# ACTIVITY
Wherever the word "RequestDescriptor" appears in a line of the records, copy that line.

# Data extracted from a collection
★ ★ ★ ★ ★ ★ ★

use serde::{Deserialize, Serialize};
use serde_json::{Map, Value};

/// Outgoing request as seen by trace plugins.
///
/// Only `url` and `headers` are interpreted; every other field is carried
/// through untouched in `extra`.
#[derive(Debug, Clone, PartialEq, Serialize, Deserialize, Default)]
pub struct RequestDescriptor {
    #[serde(default, skip_serializing_if = "Option::is_none")]
    pub url: Option<String>,
    #[serde(default)]
    pub headers: Vec<RequestHeader>,
    #[serde(flatten)]
    pub extra: Map<String, Value>,
}

#[derive(Debug, Clone, PartialEq, Eq, Serialize, Deserialize)]
pub struct RequestHeader {
    pub name: String,
    pub value: String,
    #[serde(default = "enabled_by_default")]
    pub enabled: bool,
}

fn enabled_by_default() -> bool {
    true
}

impl RequestHeader {
    pub fn new(name: impl Into<String>, value: impl Into<String>) -> Self {
        Self {
            name: name.into(),
            value: value.into(),
            enabled: true,
        }
    }
}

impl RequestDescriptor {
    pub fn new(url: impl Into<String>) -> Self {
        Self {
            url: Some(url.into()),
            ..Self::default()
        }
    }

    pub fn with_header(mut self, name: impl Into<String>, value: impl Into<String>) -> Self {
        self.headers.push(RequestHeader::new(name, value));
        self
    }
}

/// Captured response as handed to response transformers.
#[derive(Debug, Clone, PartialEq, Serialize, Deserialize, Default)]
#[serde(rename_all = "camelCase")]
pub struct ResponseDescriptor {
    #[serde(default)]
    pub data: Value,
    #[serde(default)]
    pub headers: Map<String, Value>,
    #[serde(default, skip_serializing_if = "Option::is_none")]
    pub status: Option<u16>,
    #[serde(default, skip_serializing_if = "Option::is_none")]
    pub status_text: Option<String>,
    #[serde(default, skip_serializing_if = "std::ops::Not::not")]
    pub is_transformed: bool,
    #[serde(default, skip_serializing_if = "Option::is_none")]
    pub transformed_by: Option<String>,
    #[serde(default, skip_serializing_if = "Option::is_none")]
    pub transform_error: Option<String>,
    #[serde(flatten)]
    pub extra: Map<String, Value>,
}

impl ResponseDescriptor {
    pub fn new(status: u16, data: Value) -> Self {
        Self {
            status: Some(status),
            data,
            ..Self::default()
        }
    }

    pub fn with_header(mut self, name: impl Into<String>, value: impl Into<Value>) -> Self {
        self.headers.insert(name.into(), value.into());
        self
    }

    /// Case-insensitive header lookup returning string values only.
    pub fn header(&self, name: &str) -> Option<&str> {
        self.headers
            .iter()
            .find(|(key, _)| key.eq_ignore_ascii_case(name))
            .and_then(|(_, value)| value.as_str())
    }
}

#[cfg(test)]
mod tests {
    use super::*;
    use serde_json::json;

    #[test]
    fn unknown_request_fields_survive_round_trip() {
        let raw = json!({
            "url": "https://api.test/x",
            "method": "GET",
            "headers": [{ "name": "Accept", "value": "*/*" }]
        });
        let request: RequestDescriptor = serde_json::from_value(raw.clone()).unwrap();
        assert!(request.headers[0].enabled);
        assert_eq!(request.extra["method"], "GET");
        let back = serde_json::to_value(&request).unwrap();
        assert_eq!(back["method"], "GET");
        assert_eq!(back["headers"][0]["enabled"], true);
    }

    #[test]
    fn response_tags_are_omitted_until_set() {
        let response = ResponseDescriptor::new(200, json!({ "ok": true }));
        let value = serde_json::to_value(&response).unwrap();
        assert!(value.get("isTransformed").is_none());
        assert!(value.get("transformError").is_none());
        assert_eq!(value["status"], 200);
    }

    #[test]
    fn header_lookup_ignores_case() {
        let response = ResponseDescriptor::default().with_header("X-Request-Id", "abc");
        assert_eq!(response.header("x-request-id"), Some("abc"));
        assert_eq!(response.header("x-missing"), None);
    }
}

★ ★ ★ ★ ★ ★ ★

# WRITTEN RESPONSE
pub struct RequestDescriptor {
impl RequestDescriptor {
        let request: RequestDescriptor = serde_json::from_value(raw.clone()).unwrap();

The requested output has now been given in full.